The outplacement firm of Challenger, Gray & Christmas on Thursday reported that U.S. firms announced 34,531 job cuts in February, a drop of 57% compared to cuts announced in January. The monthly total was the lowest since December 2019, when U.S. employers announced 32,843 job cuts.
January’s total of 79,552 announced job cuts was the highest January level since more than 240,000 job cuts were announced in 2009.
February’s announced cuts were 39% lower than the 56,660 cuts announced in February 2020. For the year to date, employers have announced 114,083 job cuts, 8% fewer than in the same period last year. For all of 2020, more than 2.3 million job cuts were announced, nearly four times the 592,556 jobs lost in all of 2019.

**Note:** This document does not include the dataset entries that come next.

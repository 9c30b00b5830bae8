use async_trait::async_trait;
use chrono::{DateTime, Duration, Utc};
use common::error::AppError;
use common::graph::{sanitize_label, sanitize_relation, GraphClient};
use neo4rs::{query, Node, Relation};
use serde::Serialize;
use tracing::{debug, info, warn};

use crate::types::{AlignedEntity, Triple};

/// Window after graph creation inside which legacy nodes without a kg_id
/// are attributed to the graph during deletion.
const LEGACY_DELETE_WINDOW_MINUTES: i64 = 10;

/// The engine's write-side seam onto the graph store; tests install a
/// recording fake behind it.
#[async_trait]
pub trait GraphSink: Send + Sync {
    /// Exactly one call per job, from a single writer session. Entities are
    /// written before any triple referencing them.
    async fn persist(
        &self,
        user_id: &str,
        kg_id: &str,
        entities: &[AlignedEntity],
        triples: &[Triple],
    ) -> Result<(), AppError>;

    /// Capped preview used by the optional visualization stage; returns
    /// (node count, edge count).
    async fn preview(&self, kg_id: &str, limit: usize) -> Result<(usize, usize), AppError>;
}

#[derive(Debug, Clone, Serialize, PartialEq)]
pub struct QueryNode {
    pub id: i64,
    pub name: String,
    #[serde(rename = "type")]
    pub entity_type: String,
    pub kg_id: Option<String>,
}

#[derive(Debug, Clone, Serialize, PartialEq)]
pub struct QueryEdge {
    pub id: i64,
    pub source: i64,
    pub target: i64,
    #[serde(rename = "type")]
    pub relation: String,
}

#[derive(Debug, Clone, Serialize, Default)]
pub struct GraphQueryResult {
    pub nodes: Vec<QueryNode>,
    pub edges: Vec<QueryEdge>,
}

#[derive(Debug, Clone, Serialize)]
pub struct VizNode {
    pub id: i64,
    pub label: String,
    pub group: String,
    pub title: String,
}

#[derive(Debug, Clone, Serialize)]
pub struct VizEdge {
    pub from: i64,
    pub to: i64,
    pub label: String,
}

#[derive(Debug, Clone, Serialize, Default)]
pub struct VizData {
    pub nodes: Vec<VizNode>,
    pub edges: Vec<VizEdge>,
}

/// The three read shapes of the query service.
#[derive(Debug, Clone)]
pub enum GraphQuery {
    /// Entities whose name contains the given substring, with outgoing
    /// neighbors.
    Entity(String),
    /// All edges of one relation type.
    Relation(String),
    /// Everything in the graph, capped.
    All { limit: usize },
}

fn entity_statement(entity_type: &str) -> String {
    let label = sanitize_label(entity_type);
    format!(
        "MERGE (n:`{label}` {{id: $id}}) \
         SET n.name = $name, n.kg_id = $kg_id \
         MERGE (u:User {{id: $user_id}})-[:OWNS]->(n)"
    )
}

fn triple_statement(relation: &str) -> String {
    let relation = sanitize_relation(relation);
    format!(
        "MATCH (s {{id: $head, kg_id: $kg_id}}) \
         MATCH (o {{id: $tail, kg_id: $kg_id}}) \
         MERGE (s)-[:`{relation}`]->(o)"
    )
}

fn relation_query_statement(relation: &str) -> String {
    let relation = sanitize_relation(relation);
    format!(
        "MATCH (u:User {{id: $user_id}})-[:OWNS]->(e1 {{kg_id: $kg_id}}) \
         MATCH (e1)-[r:`{relation}`]->(e2 {{kg_id: $kg_id}}) \
         RETURN e1 AS e, r, e2 AS neighbor"
    )
}

/// Read/delete seam used by the HTTP surface; ownership checks happen
/// before any of these are called.
#[async_trait]
pub trait GraphReader: Send + Sync {
    async fn query(
        &self,
        user_id: &str,
        kg_id: &str,
        graph_query: &GraphQuery,
    ) -> Result<GraphQueryResult, AppError>;

    async fn visualize(&self, kg_id: &str, limit: usize) -> Result<VizData, AppError>;

    async fn delete_graph(
        &self,
        user_id: &str,
        kg_id: &str,
        graph_created_at: DateTime<Utc>,
    ) -> Result<(), AppError>;
}

/// Cypher-side persistence, deletion and reads against the shared graph
/// store connection.
pub struct GraphStore {
    client: GraphClient,
}

impl GraphStore {
    pub fn new(client: GraphClient) -> Self {
        Self { client }
    }

    pub async fn delete_graph(
        &self,
        user_id: &str,
        kg_id: &str,
        graph_created_at: DateTime<Utc>,
    ) -> Result<(), AppError> {
        // edges touching the graph's nodes go first
        self.client
            .graph
            .run(
                query(
                    "MATCH (n) WHERE n.kg_id = $kg_id \
                     OPTIONAL MATCH (n)-[r]->() \
                     OPTIONAL MATCH ()-[r2]->(n) \
                     DELETE r, r2",
                )
                .param("kg_id", kg_id),
            )
            .await?;

        // nodes by kg_id, plus the compatibility branch for legacy nodes
        // created before kg_id stamping existed
        let window_start = graph_created_at.format("%Y-%m-%dT%H:%M:%S").to_string();
        let window_end = (graph_created_at + Duration::minutes(LEGACY_DELETE_WINDOW_MINUTES))
            .format("%Y-%m-%dT%H:%M:%S")
            .to_string();

        self.client
            .graph
            .run(
                query(
                    "MATCH (u:User {id: $user_id})-[:OWNS]->(n) \
                     WHERE (n.kg_id = $kg_id) \
                     OR (n.kg_id IS NULL \
                         AND n.created_at >= datetime($window_start) \
                         AND n.created_at <= datetime($window_end)) \
                     DETACH DELETE n",
                )
                .param("user_id", user_id)
                .param("kg_id", kg_id)
                .param("window_start", window_start)
                .param("window_end", window_end),
            )
            .await?;

        info!(kg_id, "graph store data deleted");
        Ok(())
    }

    pub async fn query(
        &self,
        user_id: &str,
        kg_id: &str,
        graph_query: &GraphQuery,
    ) -> Result<GraphQueryResult, AppError> {
        let prepared = match graph_query {
            GraphQuery::Entity(name) => query(
                "MATCH (u:User {id: $user_id})-[:OWNS]->(e {kg_id: $kg_id}) \
                 WHERE e.name CONTAINS $entity \
                 OPTIONAL MATCH (e)-[r]->(neighbor {kg_id: $kg_id}) \
                 RETURN e, r, neighbor",
            )
            .param("user_id", user_id)
            .param("kg_id", kg_id)
            .param("entity", name.as_str()),
            GraphQuery::Relation(relation) => query(&relation_query_statement(relation))
                .param("user_id", user_id)
                .param("kg_id", kg_id),
            GraphQuery::All { limit } => {
                #[allow(clippy::cast_possible_wrap)]
                let limit = *limit as i64;
                query(
                    "MATCH (u:User {id: $user_id})-[:OWNS]->(e {kg_id: $kg_id}) \
                     OPTIONAL MATCH (e)-[r]->(neighbor {kg_id: $kg_id}) \
                     RETURN e, r, neighbor LIMIT $limit",
                )
                .param("user_id", user_id)
                .param("kg_id", kg_id)
                .param("limit", limit)
            }
        };

        let mut stream = self.client.graph.execute(prepared).await?;
        let mut result = GraphQueryResult::default();
        let mut seen_nodes = std::collections::HashSet::new();

        while let Some(row) = stream.next().await? {
            for key in ["e", "neighbor"] {
                if let Ok(node) = row.get::<Node>(key) {
                    if seen_nodes.insert(node.id()) {
                        result.nodes.push(to_query_node(&node));
                    }
                }
            }
            if let Ok(relation) = row.get::<Relation>("r") {
                result.edges.push(QueryEdge {
                    id: relation.id(),
                    source: relation.start_node_id(),
                    target: relation.end_node_id(),
                    relation: relation.typ().to_string(),
                });
            }
        }

        debug!(
            kg_id,
            nodes = result.nodes.len(),
            edges = result.edges.len(),
            "graph query finished"
        );
        Ok(result)
    }

    /// Capped node/edge bundle with label/group metadata for the UI.
    pub async fn visualize(&self, kg_id: &str, limit: usize) -> Result<VizData, AppError> {
        #[allow(clippy::cast_possible_wrap)]
        let limit = limit as i64;
        let prepared = query(
            "MATCH (n) WHERE n.kg_id = $kg_id \
             OPTIONAL MATCH (n)-[r]->(m) WHERE m.kg_id = $kg_id \
             RETURN n, r, m LIMIT $limit",
        )
        .param("kg_id", kg_id)
        .param("limit", limit);

        let mut stream = self.client.graph.execute(prepared).await?;
        let mut data = VizData::default();
        let mut seen_nodes = std::collections::HashSet::new();

        while let Some(row) = stream.next().await? {
            for key in ["n", "m"] {
                if let Ok(node) = row.get::<Node>(key) {
                    if seen_nodes.insert(node.id()) {
                        data.nodes.push(to_viz_node(&node, kg_id));
                    }
                }
            }
            if let Ok(relation) = row.get::<Relation>("r") {
                data.edges.push(VizEdge {
                    from: relation.start_node_id(),
                    to: relation.end_node_id(),
                    label: relation.typ().to_string(),
                });
            }
        }

        Ok(data)
    }
}

fn to_query_node(node: &Node) -> QueryNode {
    let labels = node.labels();
    QueryNode {
        id: node.id(),
        name: node.get::<String>("name").unwrap_or_default(),
        entity_type: labels
            .first()
            .map_or_else(|| "Entity".to_string(), ToString::to_string),
        kg_id: node.get::<String>("kg_id").ok(),
    }
}

fn to_viz_node(node: &Node, kg_id: &str) -> VizNode {
    let labels = node.labels();
    let group = labels
        .first()
        .map_or_else(|| "Entity".to_string(), ToString::to_string);
    let label = node
        .get::<String>("name")
        .unwrap_or_else(|_| format!("Node_{}", node.id()));

    VizNode {
        id: node.id(),
        title: format!("type: {group}\ngraph: {kg_id}"),
        label,
        group,
    }
}

#[async_trait]
impl GraphReader for GraphStore {
    async fn query(
        &self,
        user_id: &str,
        kg_id: &str,
        graph_query: &GraphQuery,
    ) -> Result<GraphQueryResult, AppError> {
        GraphStore::query(self, user_id, kg_id, graph_query).await
    }

    async fn visualize(&self, kg_id: &str, limit: usize) -> Result<VizData, AppError> {
        GraphStore::visualize(self, kg_id, limit).await
    }

    async fn delete_graph(
        &self,
        user_id: &str,
        kg_id: &str,
        graph_created_at: DateTime<Utc>,
    ) -> Result<(), AppError> {
        GraphStore::delete_graph(self, user_id, kg_id, graph_created_at).await
    }
}

#[async_trait]
impl GraphSink for GraphStore {
    async fn persist(
        &self,
        user_id: &str,
        kg_id: &str,
        entities: &[AlignedEntity],
        triples: &[Triple],
    ) -> Result<(), AppError> {
        let mut txn = self.client.graph.start_txn().await?;

        txn.run(query("MERGE (u:User {id: $user_id})").param("user_id", user_id))
            .await?;

        for entity in entities {
            txn.run(
                query(&entity_statement(&entity.entity_type))
                    .param("id", entity.id.as_str())
                    .param("name", entity.name.as_str())
                    .param("kg_id", kg_id)
                    .param("user_id", user_id),
            )
            .await?;
        }

        let mut written_edges = 0usize;
        for triple in triples {
            txn.run(
                query(&triple_statement(&triple.relation))
                    .param("head", triple.head_id.as_str())
                    .param("tail", triple.tail_id.as_str())
                    .param("kg_id", kg_id),
            )
            .await?;
            written_edges += 1;
        }

        txn.commit().await?;

        if written_edges == 0 {
            warn!(kg_id, "no relations were written for this graph");
        }
        info!(
            kg_id,
            entities = entities.len(),
            relations = written_edges,
            "graph persisted"
        );
        Ok(())
    }

    async fn preview(&self, kg_id: &str, limit: usize) -> Result<(usize, usize), AppError> {
        let data = self.visualize(kg_id, limit).await?;
        Ok((data.nodes.len(), data.edges.len()))
    }
}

Andrew Challenger, vice president of the outplacement firm, noted that “[t]he churn has come to a halt. If healthy job creation follows, this could mean a full recovery is on the horizon, especially as companies see an end to the pandemic in sight.”
Nearly half of the 2.3 million job cuts announced in 2020 were directly attributed to the COVID-19 pandemic. In February, just 1,197 were attributed to the pandemic, bringing the year-to-date total to 5,817.
Industry sectors hit hardest in February were retail (9,257 announced cuts), energy (3,736 announced job cuts) and insurance (3,128 cuts). In the first two months of 2021, job cuts have been highest in aerospace/defense (30,826), telecommunications (19,002) and retail (10,616).
On the other side of the ledger, U.S. firms in February announced plans last month to hire 146,403 new workers. The majority of those planned jobs (66,486) came from the retail sector.
Missouri-based employers announced the most job cuts in February, with 6,415 planned cuts. California (5,715 cuts), Minnesota (5,343), Massachusetts (2,341) and New York (2,027) round out the five states losing the most jobs last month. Missouri is home to a health insurer (Centene) that announced plans to eliminate 4,500 jobs and job openings early in the month.
Wednesday morning, ADP reported that private-sector payrolls increased month over month in February by 117,000, well short of the consensus expectation for a gain of 165,000. The weekly report on new claims for unemployment benefits due out later Thursday morning estimates 760,000 new claims were filed in the week ending February 27. The monthly employment situation is due Friday morning, and analysts expect nonfarm payrolls to rise by 175,000 and the unemployment rate for February to remain unchanged at 6.3%.